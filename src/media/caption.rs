//! Caption formatting for delivered media and choice prompts.
//!
//! Output is Telegram HTML. Every line except the title is optional and only
//! rendered when the metadata carries the field.

use super::ExtractionResult;
use crate::utils::{humanize_duration, truncate_str};
use chrono::NaiveDate;
use std::fmt::Write;

/// Placeholder used when the metadata has no title
pub const UNKNOWN_TITLE: &str = "Unknown title";

/// Titles longer than this are cut to keep the caption under Telegram's limit
const MAX_TITLE_CHARS: usize = 200;

fn title_line(info: &ExtractionResult) -> String {
    let title = info
        .title
        .as_deref()
        .filter(|t| !t.trim().is_empty())
        .unwrap_or(UNKNOWN_TITLE);
    format!(
        "<b>{}</b>",
        html_escape::encode_text(&truncate_str(title, MAX_TITLE_CHARS))
    )
}

/// Reformats a compact `YYYYMMDD` date as `YYYY/MM/DD`; other input is returned unchanged.
///
/// # Examples
///
/// ```
/// use oxide_media_bot::media::caption::format_upload_date;
/// assert_eq!(format_upload_date("20091025"), "2009/10/25");
/// assert_eq!(format_upload_date("last week"), "last week");
/// ```
#[must_use]
pub fn format_upload_date(raw: &str) -> String {
    NaiveDate::parse_from_str(raw, "%Y%m%d")
        .map_or_else(|_| raw.to_string(), |d| d.format("%Y/%m/%d").to_string())
}

/// Full caption attached to the uploaded file.
///
/// `requester` is inserted as-is (it is already HTML, usually a mention link).
#[must_use]
pub fn format_caption(info: &ExtractionResult, requester: &str) -> String {
    let mut text = title_line(info);
    text.push('\n');

    if let Some(channel) = info.uploader_or_channel() {
        let _ = writeln!(text, "Channel: {}", html_escape::encode_text(channel));
    }
    if let Some(date) = info.upload_date.as_deref().filter(|d| !d.is_empty()) {
        let _ = writeln!(
            text,
            "Uploaded: {}",
            html_escape::encode_text(&format_upload_date(date))
        );
    }
    if let Some(duration) = info.duration.filter(|d| *d > 0.0) {
        let _ = writeln!(
            text,
            "Duration: {} ({}s)",
            humanize_duration(duration),
            duration.round()
        );
    }
    if let Some(views) = info.view_count {
        let _ = writeln!(text, "Views: {views}");
    }
    if let Some(likes) = info.like_count {
        let _ = writeln!(text, "Likes: {likes}");
    }
    if let Some(comments) = info.comment_count {
        let _ = writeln!(text, "Comments: {comments}");
    }

    let _ = write!(text, "\nRequested by: {requester}");
    text
}

/// Short caption for the audio/video choice prompt.
#[must_use]
pub fn format_preview(info: &ExtractionResult, requester: &str) -> String {
    let mut text = title_line(info);
    text.push('\n');
    if let Some(channel) = info.uploader_or_channel() {
        let _ = writeln!(text, "Channel: {}", html_escape::encode_text(channel));
    }
    let _ = write!(text, "Requested by: {requester}");
    text
}

#[cfg(test)]
mod tests {
    use super::*;

    fn full_info() -> ExtractionResult {
        ExtractionResult {
            title: Some("Never Gonna Give You Up".to_string()),
            uploader: Some("Rick Astley".to_string()),
            upload_date: Some("20091025".to_string()),
            duration: Some(212.0),
            view_count: Some(1_500_000_000),
            like_count: Some(17_000_000),
            comment_count: Some(2_300_000),
            ..ExtractionResult::default()
        }
    }

    #[test]
    fn test_full_caption() {
        let caption = format_caption(&full_info(), "@alice");
        assert_eq!(
            caption,
            "<b>Never Gonna Give You Up</b>\n\
             Channel: Rick Astley\n\
             Uploaded: 2009/10/25\n\
             Duration: 3 minutes (212s)\n\
             Views: 1500000000\n\
             Likes: 17000000\n\
             Comments: 2300000\n\
             \n\
             Requested by: @alice"
        );
    }

    #[test]
    fn test_empty_metadata_only_has_title_and_requester() {
        let caption = format_caption(&ExtractionResult::default(), "Unknown");
        assert_eq!(caption, "<b>Unknown title</b>\n\nRequested by: Unknown");
        for label in ["Channel:", "Uploaded:", "Duration:", "Views:", "Likes:", "Comments:"] {
            assert!(!caption.contains(label), "unexpected {label}");
        }
    }

    #[test]
    fn test_each_missing_field_drops_its_line() {
        let mut info = full_info();
        info.like_count = None;
        info.upload_date = None;
        let caption = format_caption(&info, "x");
        assert!(!caption.contains("Likes:"));
        assert!(!caption.contains("Uploaded:"));
        assert!(caption.contains("Views: 1500000000"));
        assert!(caption.contains("Comments: 2300000"));
    }

    #[test]
    fn test_zero_counts_are_still_shown() {
        let info = ExtractionResult {
            view_count: Some(0),
            ..ExtractionResult::default()
        };
        assert!(format_caption(&info, "x").contains("Views: 0"));
    }

    #[test]
    fn test_zero_duration_is_skipped() {
        let info = ExtractionResult {
            duration: Some(0.0),
            ..ExtractionResult::default()
        };
        assert!(!format_caption(&info, "x").contains("Duration:"));
    }

    #[test]
    fn test_unparseable_date_kept_verbatim() {
        let info = ExtractionResult {
            upload_date: Some("2009-10-25".to_string()),
            ..ExtractionResult::default()
        };
        assert!(format_caption(&info, "x").contains("Uploaded: 2009-10-25"));
        assert_eq!(format_upload_date("20091345"), "20091345");
    }

    #[test]
    fn test_title_and_channel_are_escaped() {
        let info = ExtractionResult {
            title: Some("<b>Loud</b> & clear".to_string()),
            channel: Some("A<B".to_string()),
            ..ExtractionResult::default()
        };
        let caption = format_caption(&info, "x");
        assert!(caption.starts_with("<b>&lt;b&gt;Loud&lt;/b&gt; &amp; clear</b>\n"));
        assert!(caption.contains("Channel: A&lt;B"));
    }

    #[test]
    fn test_long_title_is_truncated() {
        let info = ExtractionResult {
            title: Some("x".repeat(1000)),
            ..ExtractionResult::default()
        };
        let caption = format_caption(&info, "x");
        assert!(caption.chars().count() < 300);
    }

    #[test]
    fn test_preview() {
        let preview = format_preview(&full_info(), "@bob");
        assert_eq!(
            preview,
            "<b>Never Gonna Give You Up</b>\nChannel: Rick Astley\nRequested by: @bob"
        );
    }
}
━━━━━━
- **EXERCISE DETAILS**
Return all of the entries above exactly as they stand.

- **TASK RESPONSE**
filename src/media/caption.rs
//! Caption formatting for delivered media and choice prompts.
//!
//! Output is Telegram HTML. Every line except the title is optional and only
//! rendered when the metadata carries the field.

use super::ExtractionResult;
use crate::utils::{humanize_duration, truncate_str};
use chrono::NaiveDate;
use std::fmt::Write;

/// Placeholder used when the metadata has no title
pub const UNKNOWN_TITLE: &str = "Unknown title";

/// Titles longer than this are cut to keep the caption under Telegram's limit
const MAX_TITLE_CHARS: usize = 200;

fn title_line(info: &ExtractionResult) -> String {
    let title = info
        .title
        .as_deref()
        .filter(|t| !t.trim().is_empty())
        .unwrap_or(UNKNOWN_TITLE);
    format!(
        "<b>{}</b>",
        html_escape::encode_text(&truncate_str(title, MAX_TITLE_CHARS))
    )
}

/// Reformats a compact `YYYYMMDD` date as `YYYY/MM/DD`; other input is returned unchanged.
///
/// # Examples
///
/// ```
/// use oxide_media_bot::media::caption::format_upload_date;
/// assert_eq!(format_upload_date("20091025"), "2009/10/25");
/// assert_eq!(format_upload_date("last week"), "last week");
/// ```
#[must_use]
pub fn format_upload_date(raw: &str) -> String {
    NaiveDate::parse_from_str(raw, "%Y%m%d")
        .map_or_else(|_| raw.to_string(), |d| d.format("%Y/%m/%d").to_string())
}

/// Full caption attached to the uploaded file.
///
/// `requester` is inserted as-is (it is already HTML, usually a mention link).
#[must_use]
pub fn format_caption(info: &ExtractionResult, requester: &str) -> String {
    let mut text = title_line(info);
    text.push('\n');

    if let Some(channel) = info.uploader_or_channel() {
        let _ = writeln!(text, "Channel: {}", html_escape::encode_text(channel));
    }
    if let Some(date) = info.upload_date.as_deref().filter(|d| !d.is_empty()) {
        let _ = writeln!(
            text,
            "Uploaded: {}",
            html_escape::encode_text(&format_upload_date(date))
        );
    }
    if let Some(duration) = info.duration.filter(|d| *d > 0.0) {
        let _ = writeln!(
            text,
            "Duration: {} ({}s)",
            humanize_duration(duration),
            duration.round()
        );
    }
    if let Some(views) = info.view_count {
        let _ = writeln!(text, "Views: {views}");
    }
    if let Some(likes) = info.like_count {
        let _ = writeln!(text, "Likes: {likes}");
    }
    if let Some(comments) = info.comment_count {
        let _ = writeln!(text, "Comments: {comments}");
    }

    let _ = write!(text, "\nRequested by: {requester}");
    text
}

/// Short caption for the audio/video choice prompt.
#[must_use]
pub fn format_preview(info: &ExtractionResult, requester: &str) -> String {
    let mut text = title_line(info);
    text.push('\n');
    if let Some(channel) = info.uploader_or_channel() {
        let _ = writeln!(text, "Channel: {}", html_escape::encode_text(channel));
    }
    let _ = write!(text, "Requested by: {requester}");
    text
}

#[cfg(test)]
mod tests {
    use super::*;

    fn full_info() -> ExtractionResult {
        ExtractionResult {
            title: Some("Never Gonna Give You Up".to_string()),
            uploader: Some("Rick Astley".to_string()),
            upload_date: Some("20091025".to_string()),
            duration: Some(212.0),
            view_count: Some(1_500_000_000),
            like_count: Some(17_000_000),
            comment_count: Some(2_300_000),
            ..ExtractionResult::default()
        }
    }

    #[test]
    fn test_full_caption() {
        let caption = format_caption(&full_info(), "@alice");
        assert_eq!(
            caption,
            "<b>Never Gonna Give You Up</b>\n\
             Channel: Rick Astley\n\
             Uploaded: 2009/10/25\n\
             Duration: 3 minutes (212s)\n\
             Views: 1500000000\n\
             Likes: 17000000\n\
             Comments: 2300000\n\
             \n\
             Requested by: @alice"
        );
    }

    #[test]
    fn test_empty_metadata_only_has_title_and_requester() {
        let caption = format_caption(&ExtractionResult::default(), "Unknown");
        assert_eq!(caption, "<b>Unknown title</b>\n\nRequested by: Unknown");
        for label in ["Channel:", "Uploaded:", "Duration:", "Views:", "Likes:", "Comments:"] {
            assert!(!caption.contains(label), "unexpected {label}");
        }
    }

    #[test]
    fn test_each_missing_field_drops_its_line() {
        let mut info = full_info();
        info.like_count = None;
        info.upload_date = None;
        let caption = format_caption(&info, "x");
        assert!(!caption.contains("Likes:"));
        assert!(!caption.contains("Uploaded:"));
        assert!(caption.contains("Views: 1500000000"));
        assert!(caption.contains("Comments: 2300000"));
    }

    #[test]
    fn test_zero_counts_are_still_shown() {
        let info = ExtractionResult {
            view_count: Some(0),
            ..ExtractionResult::default()
        };
        assert!(format_caption(&info, "x").contains("Views: 0"));
    }

    #[test]
    fn test_zero_duration_is_skipped() {
        let info = ExtractionResult {
            duration: Some(0.0),
            ..ExtractionResult::default()
        };
        assert!(!format_caption(&info, "x").contains("Duration:"));
    }

    #[test]
    fn test_unparseable_date_kept_verbatim() {
        let info = ExtractionResult {
            upload_date: Some("2009-10-25".to_string()),
            ..ExtractionResult::default()
        };
        assert!(format_caption(&info, "x").contains("Uploaded: 2009-10-25"));
        assert_eq!(format_upload_date("20091345"), "20091345");
    }

    #[test]
    fn test_title_and_channel_are_escaped() {
        let info = ExtractionResult {
            title: Some("<b>Loud</b> & clear".to_string()),
            channel: Some("A<B".to_string()),
            ..ExtractionResult::default()
        };
        let caption = format_caption(&info, "x");
        assert!(caption.starts_with("<b>&lt;b&gt;Loud&lt;/b&gt; &amp; clear</b>\n"));
        assert!(caption.contains("Channel: A&lt;B"));
    }

    #[test]
    fn test_long_title_is_truncated() {
        let info = ExtractionResult {
            title: Some("x".repeat(1000)),
            ..ExtractionResult::default()
        };
        let caption = format_caption(&info, "x");
        assert!(caption.chars().count() < 300);
    }

    #[test]
    fn test_preview() {
        let preview = format_preview(&full_info(), "@bob");
        assert_eq!(
            preview,
            "<b>Never Gonna Give You Up</b>\nChannel: Rick Astley\nRequested by: @bob"
        );
    }
}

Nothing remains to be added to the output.